Lebih Lanjut, Mantan Wapres ke 10 dan 12 ini mengungkapkan yang terpenting dalam menangani Covid-19 adalah menangani terlebih dahulu sebabnya dalam hal ini virus Covid-19 kemudian akibatnya yaitu penurunan laju ekonomi.
Menurutnya apabila wabah bisa ditangani maka ekonomi akan dapat berjalan kembali.
“Ini kan masalah sebab akibat saja, yang menjadi sebab adalah pandemic covid-19, yang berakibat turunya ekonomi jadi sebabnya dulu yang diselesaikan. Karena alat produksi tetap ada, seperti hotel, moda transportasi, hanya permintaannya saja yang kurang. Dan ketika sebab utamanya hilang maka ekonomi akan lancar lagi. Jadi sebabnya dulu yang diselesaikan,” jelas JK.
Tata Kata Bukan Tata Negara
Menteri Koordinator Politik, Hukum, dan Keamanan (Menko Polhukam) Mahfud Md. mengatakan persoalan pembatasan sosial berskala besar ( PSBB) Jakarta terjadi akibat kesalahan tata kata, bukan masalah tata negara.

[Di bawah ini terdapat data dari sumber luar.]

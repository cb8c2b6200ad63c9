use std::collections::HashMap;
use std::path::{Path, PathBuf};
use std::time::Duration;

use chrono::{DateTime, NaiveDate, TimeZone, Utc};
use rusqlite::{params, Connection, OptionalExtension, Row};

use crate::error::{ExpansionError, Result};
use crate::model::{ExpandedPricePoint, RawPricePoint};
use crate::store::PriceStore;

const SCHEMA: &str = r#"
CREATE TABLE IF NOT EXISTS raw_prices (
    ticker TEXT NOT NULL,
    timestamp_ms INTEGER NOT NULL,
    open REAL NOT NULL,
    high REAL NOT NULL,
    low REAL NOT NULL,
    close REAL NOT NULL,
    volume INTEGER NOT NULL,
    trade_count INTEGER NOT NULL,
    vwap REAL NOT NULL
);

CREATE UNIQUE INDEX IF NOT EXISTS raw_prices_timestamp_ticker
    ON raw_prices (timestamp_ms, ticker);

CREATE TABLE IF NOT EXISTS expanded_prices (
    ticker TEXT NOT NULL,
    timestamp_ms INTEGER NOT NULL,
    open REAL NOT NULL,
    high REAL NOT NULL,
    low REAL NOT NULL,
    close REAL NOT NULL,
    volume INTEGER NOT NULL,
    trade_count INTEGER NOT NULL,
    vwap REAL NOT NULL,
    imputed INTEGER NOT NULL,
    created_at_ms INTEGER
);

CREATE UNIQUE INDEX IF NOT EXISTS expanded_prices_timestamp_ticker
    ON expanded_prices (timestamp_ms, ticker);
"#;

const UPSERT_OBSERVED: &str = r#"
INSERT INTO expanded_prices (
    ticker, timestamp_ms, open, high, low, close, volume, trade_count, vwap, imputed, created_at_ms
) VALUES (?1, ?2, ?3, ?4, ?5, ?6, ?7, ?8, ?9, 0, ?10)
ON CONFLICT(timestamp_ms, ticker) DO UPDATE SET
    open = excluded.open,
    high = excluded.high,
    low = excluded.low,
    close = excluded.close,
    volume = excluded.volume,
    trade_count = excluded.trade_count,
    vwap = excluded.vwap,
    imputed = 0
"#;

const UPSERT_SYNTHESIZED: &str = r#"
INSERT INTO expanded_prices (
    ticker, timestamp_ms, open, high, low, close, volume, trade_count, vwap, imputed, created_at_ms
) VALUES (?1, ?2, ?3, ?4, ?5, ?6, ?7, ?8, ?9, 1, ?10)
ON CONFLICT(timestamp_ms, ticker) DO UPDATE SET
    open = excluded.open,
    high = excluded.high,
    low = excluded.low,
    close = excluded.close,
    volume = excluded.volume,
    trade_count = excluded.trade_count,
    vwap = excluded.vwap
WHERE expanded_prices.imputed = 1
"#;

/// File-backed sqlite store. Every call opens its own connection, so clones
/// can be handed to parallel workers.
#[derive(Debug, Clone)]
pub struct SqliteStore {
    path: PathBuf,
    busy_timeout: Duration,
}

impl SqliteStore {
    pub fn new(path: impl Into<PathBuf>) -> Self {
        Self {
            path: path.into(),
            busy_timeout: Duration::from_millis(5_000),
        }
    }

    pub fn with_busy_timeout(mut self, timeout: Duration) -> Self {
        self.busy_timeout = timeout;
        self
    }

    pub fn path(&self) -> &Path {
        &self.path
    }

    fn connect(&self) -> Result<Connection> {
        if let Some(parent) = self.path.parent() {
            if !parent.as_os_str().is_empty() {
                std::fs::create_dir_all(parent)?;
            }
        }
        let conn = Connection::open(&self.path)?;
        conn.busy_timeout(self.busy_timeout)?;
        Ok(conn)
    }

    /// Append observed bars. Plain inserts: a duplicate (ticker, timestamp)
    /// fails the whole batch with `DataIntegrityViolation`.
    pub fn insert_raw(&self, points: &[RawPricePoint]) -> Result<usize> {
        let mut conn = self.connect()?;
        conn.execute_batch(SCHEMA)?;
        let tx = conn.transaction()?;
        {
            let mut stmt = tx.prepare_cached(
                r#"
                INSERT INTO raw_prices (
                    ticker, timestamp_ms, open, high, low, close, volume, trade_count, vwap
                ) VALUES (?1, ?2, ?3, ?4, ?5, ?6, ?7, ?8, ?9)
                "#,
            )?;
            for p in points {
                stmt.execute(params![
                    p.ticker,
                    p.timestamp.timestamp_millis(),
                    p.open,
                    p.high,
                    p.low,
                    p.close,
                    p.volume as i64,
                    p.trade_count as i64,
                    p.vwap,
                ])?;
            }
        }
        tx.commit()?;
        Ok(points.len())
    }
}

fn to_utc(idx: usize, ms: i64) -> rusqlite::Result<DateTime<Utc>> {
    Utc.timestamp_millis_opt(ms)
        .single()
        .ok_or(rusqlite::Error::IntegralValueOutOfRange(idx, ms))
}

fn raw_from_row(row: &Row<'_>) -> rusqlite::Result<RawPricePoint> {
    Ok(RawPricePoint {
        ticker: row.get(0)?,
        timestamp: to_utc(1, row.get(1)?)?,
        open: row.get(2)?,
        high: row.get(3)?,
        low: row.get(4)?,
        close: row.get(5)?,
        volume: row.get::<_, i64>(6)? as u64,
        trade_count: row.get::<_, i64>(7)? as u64,
        vwap: row.get(8)?,
    })
}

fn expanded_from_row(row: &Row<'_>) -> rusqlite::Result<ExpandedPricePoint> {
    let created_at = match row.get::<_, Option<i64>>(10)? {
        Some(ms) => Some(to_utc(10, ms)?),
        None => None,
    };
    Ok(ExpandedPricePoint {
        ticker: row.get(0)?,
        timestamp: to_utc(1, row.get(1)?)?,
        open: row.get(2)?,
        high: row.get(3)?,
        low: row.get(4)?,
        close: row.get(5)?,
        volume: row.get::<_, i64>(6)? as u64,
        trade_count: row.get::<_, i64>(7)? as u64,
        vwap: row.get(8)?,
        imputed: row.get::<_, i64>(9)? != 0,
        created_at,
    })
}

impl PriceStore for SqliteStore {
    fn ensure_indexes(&self) -> Result<()> {
        let conn = self.connect()?;
        conn.execute_batch(SCHEMA)?;
        Ok(())
    }

    fn distinct_tickers(&self) -> Result<Vec<String>> {
        let conn = self.connect()?;
        let mut stmt = conn.prepare("SELECT DISTINCT ticker FROM raw_prices ORDER BY ticker ASC")?;
        let rows = stmt.query_map([], |row| row.get::<_, String>(0))?;
        let mut tickers = Vec::new();
        for row in rows {
            tickers.push(row?);
        }
        Ok(tickers)
    }

    fn trading_days(&self, ticker: &str) -> Result<Vec<NaiveDate>> {
        let conn = self.connect()?;
        let mut stmt = conn.prepare(
            r#"
            SELECT DISTINCT strftime('%Y-%m-%d', timestamp_ms / 1000, 'unixepoch') AS day
            FROM raw_prices
            WHERE ticker = ?1
            ORDER BY day ASC
            "#,
        )?;
        let rows = stmt.query_map([ticker], |row| row.get::<_, String>(0))?;
        let mut days = Vec::new();
        for row in rows {
            let label = row?;
            let day = NaiveDate::parse_from_str(&label, "%Y-%m-%d").map_err(|e| {
                ExpansionError::StoreUnavailable(format!("unparseable day '{}': {}", label, e))
            })?;
            days.push(day);
        }
        Ok(days)
    }

    fn raw_between(
        &self,
        ticker: &str,
        start: DateTime<Utc>,
        end: DateTime<Utc>,
    ) -> Result<Vec<RawPricePoint>> {
        let conn = self.connect()?;
        let mut stmt = conn.prepare(
            r#"
            SELECT ticker, timestamp_ms, open, high, low, close, volume, trade_count, vwap
            FROM raw_prices
            WHERE ticker = ?1 AND timestamp_ms >= ?2 AND timestamp_ms <= ?3
            ORDER BY timestamp_ms ASC
            "#,
        )?;
        let rows = stmt.query_map(
            params![ticker, start.timestamp_millis(), end.timestamp_millis()],
            raw_from_row,
        )?;
        let mut points = Vec::new();
        for row in rows {
            points.push(row?);
        }
        Ok(points)
    }

    fn last_close_before(&self, ticker: &str, at: DateTime<Utc>) -> Result<Option<f64>> {
        let conn = self.connect()?;
        let close = conn
            .query_row(
                r#"
                SELECT close
                FROM raw_prices
                WHERE ticker = ?1 AND timestamp_ms < ?2
                ORDER BY timestamp_ms DESC
                LIMIT 1
                "#,
                params![ticker, at.timestamp_millis()],
                |row| row.get::<_, f64>(0),
            )
            .optional()?;
        Ok(close)
    }

    fn expanded_flags_between(
        &self,
        ticker: &str,
        start: DateTime<Utc>,
        end: DateTime<Utc>,
    ) -> Result<HashMap<DateTime<Utc>, bool>> {
        let conn = self.connect()?;
        let mut stmt = conn.prepare(
            r#"
            SELECT timestamp_ms, imputed
            FROM expanded_prices
            WHERE ticker = ?1 AND timestamp_ms >= ?2 AND timestamp_ms <= ?3
            "#,
        )?;
        let rows = stmt.query_map(
            params![ticker, start.timestamp_millis(), end.timestamp_millis()],
            |row| Ok((to_utc(0, row.get(0)?)?, row.get::<_, i64>(1)? != 0)),
        )?;
        let mut flags = HashMap::new();
        for row in rows {
            let (ts, imputed) = row?;
            flags.insert(ts, imputed);
        }
        Ok(flags)
    }

    fn upsert_expanded(&self, rows: &[ExpandedPricePoint]) -> Result<()> {
        let mut conn = self.connect()?;
        let tx = conn.transaction()?;
        {
            let mut observed = tx.prepare_cached(UPSERT_OBSERVED)?;
            let mut synthesized = tx.prepare_cached(UPSERT_SYNTHESIZED)?;
            for r in rows {
                let stmt = if r.imputed {
                    &mut synthesized
                } else {
                    &mut observed
                };
                stmt.execute(params![
                    r.ticker,
                    r.timestamp.timestamp_millis(),
                    r.open,
                    r.high,
                    r.low,
                    r.close,
                    r.volume as i64,
                    r.trade_count as i64,
                    r.vwap,
                    r.created_at.map(|t| t.timestamp_millis()),
                ])?;
            }
        }
        tx.commit()?;
        Ok(())
    }

    fn expanded_between(
        &self,
        ticker: &str,
        start: DateTime<Utc>,
        end: DateTime<Utc>,
    ) -> Result<Vec<ExpandedPricePoint>> {
        let conn = self.connect()?;
        let mut stmt = conn.prepare(
            r#"
            SELECT ticker, timestamp_ms, open, high, low, close, volume, trade_count, vwap,
                   imputed, created_at_ms
            FROM expanded_prices
            WHERE ticker = ?1 AND timestamp_ms >= ?2 AND timestamp_ms <= ?3
            ORDER BY timestamp_ms ASC
            "#,
        )?;
        let rows = stmt.query_map(
            params![ticker, start.timestamp_millis(), end.timestamp_millis()],
            expanded_from_row,
        )?;
        let mut out = Vec::new();
        for row in rows {
            out.push(row?);
        }
        Ok(out)
    }

    fn count_expanded(&self, ticker: &str) -> Result<u64> {
        let conn = self.connect()?;
        let n = conn.query_row(
            "SELECT COUNT(*) FROM expanded_prices WHERE ticker = ?1",
            [ticker],
            |row| row.get::<_, i64>(0),
        )?;
        Ok(n as u64)
    }
}
use chrono::{DateTime, NaiveDate, Utc};
use serde::Serialize;
use uuid::Uuid;

use crate::error::{ErrorKind, ExpansionError};
use crate::scope::ScopeSource;

#[derive(Debug, Clone, Copy, PartialEq, Eq, Serialize)]
pub struct DayOutcome {
    pub day: NaiveDate,
    /// Minutes copied from observed bars.
    pub real: usize,
    /// Minutes synthesized by forward fill.
    pub imputed: usize,
    /// Rows that did not exist before this run.
    pub inserted: usize,
    /// Rows flipped from imputed to observed.
    pub corrected: usize,
}

#[derive(Debug, Clone, PartialEq, Serialize)]
pub struct TickerOutcome {
    pub ticker: String,
    pub days: Vec<DayOutcome>,
}

impl TickerOutcome {
    pub fn inserted(&self) -> usize {
        self.days.iter().map(|d| d.inserted).sum()
    }

    pub fn corrected(&self) -> usize {
        self.days.iter().map(|d| d.corrected).sum()
    }

    pub fn minutes(&self) -> usize {
        self.days.iter().map(|d| d.real + d.imputed).sum()
    }
}

#[derive(Debug, Clone, PartialEq, Serialize)]
pub struct SkippedTicker {
    pub ticker: String,
    pub error_kind: ErrorKind,
    pub message: String,
}

impl SkippedTicker {
    pub fn new(ticker: &str, err: &ExpansionError) -> Self {
        Self {
            ticker: ticker.to_string(),
            error_kind: err.kind(),
            message: err.to_string(),
        }
    }
}

/// Outcome of one reconciliation run. Failures stay per ticker.
#[derive(Debug, Clone, PartialEq, Serialize)]
pub struct ExpansionReport {
    pub run_id: Uuid,
    pub started_at: DateTime<Utc>,
    pub finished_at: DateTime<Utc>,
    pub scope_source: ScopeSource,
    pub processed: Vec<TickerOutcome>,
    pub skipped: Vec<SkippedTicker>,
}

impl ExpansionReport {
    pub fn total_inserted(&self) -> usize {
        self.processed.iter().map(TickerOutcome::inserted).sum()
    }

    pub fn total_corrected(&self) -> usize {
        self.processed.iter().map(TickerOutcome::corrected).sum()
    }

    pub fn is_clean(&self) -> bool {
        self.skipped.is_empty()
    }

    pub fn outcome(&self, ticker: &str) -> Option<&TickerOutcome> {
        self.processed.iter().find(|o| o.ticker == ticker)
    }

    pub fn integrity_violations(&self) -> impl Iterator<Item = &SkippedTicker> {
        self.skipped
            .iter()
            .filter(|s| s.error_kind == ErrorKind::DataIntegrityViolation)
    }
}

"Karena ini tata kata, bukan tata negara. Akibatnya kacau kayak begitu," kata Mahfud dalam seminar nasional Evaluasi 6 Bulan dan Proyeksi 1 Tahun Penanganan Covid-19 di Indonesia secara daring, Sabtu (12/9/2020) malam, dikutip dari Antara.
Akibatnya, kata Mahfud, setelah PSBB total diumumkan, esoknya (Kamis 11/9/2020), pukul 11.00 WIB para ahli ekonomi menginformasikan bahwa negara mengalami kerugian sekitar Rp297 triliun.
"Hanya sebentar karena pengumuman itu, padahal sebenarnya (yang diumumkan PSBB) itu 'kan perubahan kebijakan," kata Mahfud.
Sejak awal, kata Mahfud, pemerintah pusat tahu bahwa status DKI Jakarta akan menerapkan PSBB. Dan sejak awal, PSBB sudah menjadi kewenangan daerah.
Perubahan kebijakan pun, kata dia, dapat diterapkan dalam range tertentu. Akan tetapi, seolah-olah Jakarta 'menarik rem darurat' yang menjadi persoalan.
"Misalnya, di daerah tertentu PSBB dilakukan untuk satu kampung. Di sana, diberlakukan untuk satu pesantren. Di sana, diberlakukan untuk pasar, begitu," kata Mahfud.
"Yang jadi persoalan itu, Jakarta itu bukan PSBB-nya, melainkan yang dikatakan Pak Qodari (Direktur Eksekutif Indobaremeter) itu rem daruratnya," sambung Mahfud.
Diketahui, Anies memutuskan untuk menarik rem darurat dan kembali menerapkan PSBB. PSBB akan kembali diterapkan mulai 14 September 2020 mendatang.
Anies menyebutkan, keputusan ini diambil dengan mempertimbangkan sejumlah faktor yakni ketersediaan tempat tidur rumah sakit yang hampir penuh dan tingkat kematian yang tinggi.
"Tidak ada banyak pilihan bagi Jakarta kecuali untuk menarik rem darurat sesegera mungkin," ujar Anies.
"Dalam rapat Gugus Tugas Percepatan Pengendalian Covid-19 di Jakarta, disimpulkan bahwa kita akan menarik rem darurat yang itu artinya kita terpaksa kembali menerapkan pembatasan sosial berskala besar seperti pada masa awal pandemi dulu," kata dia.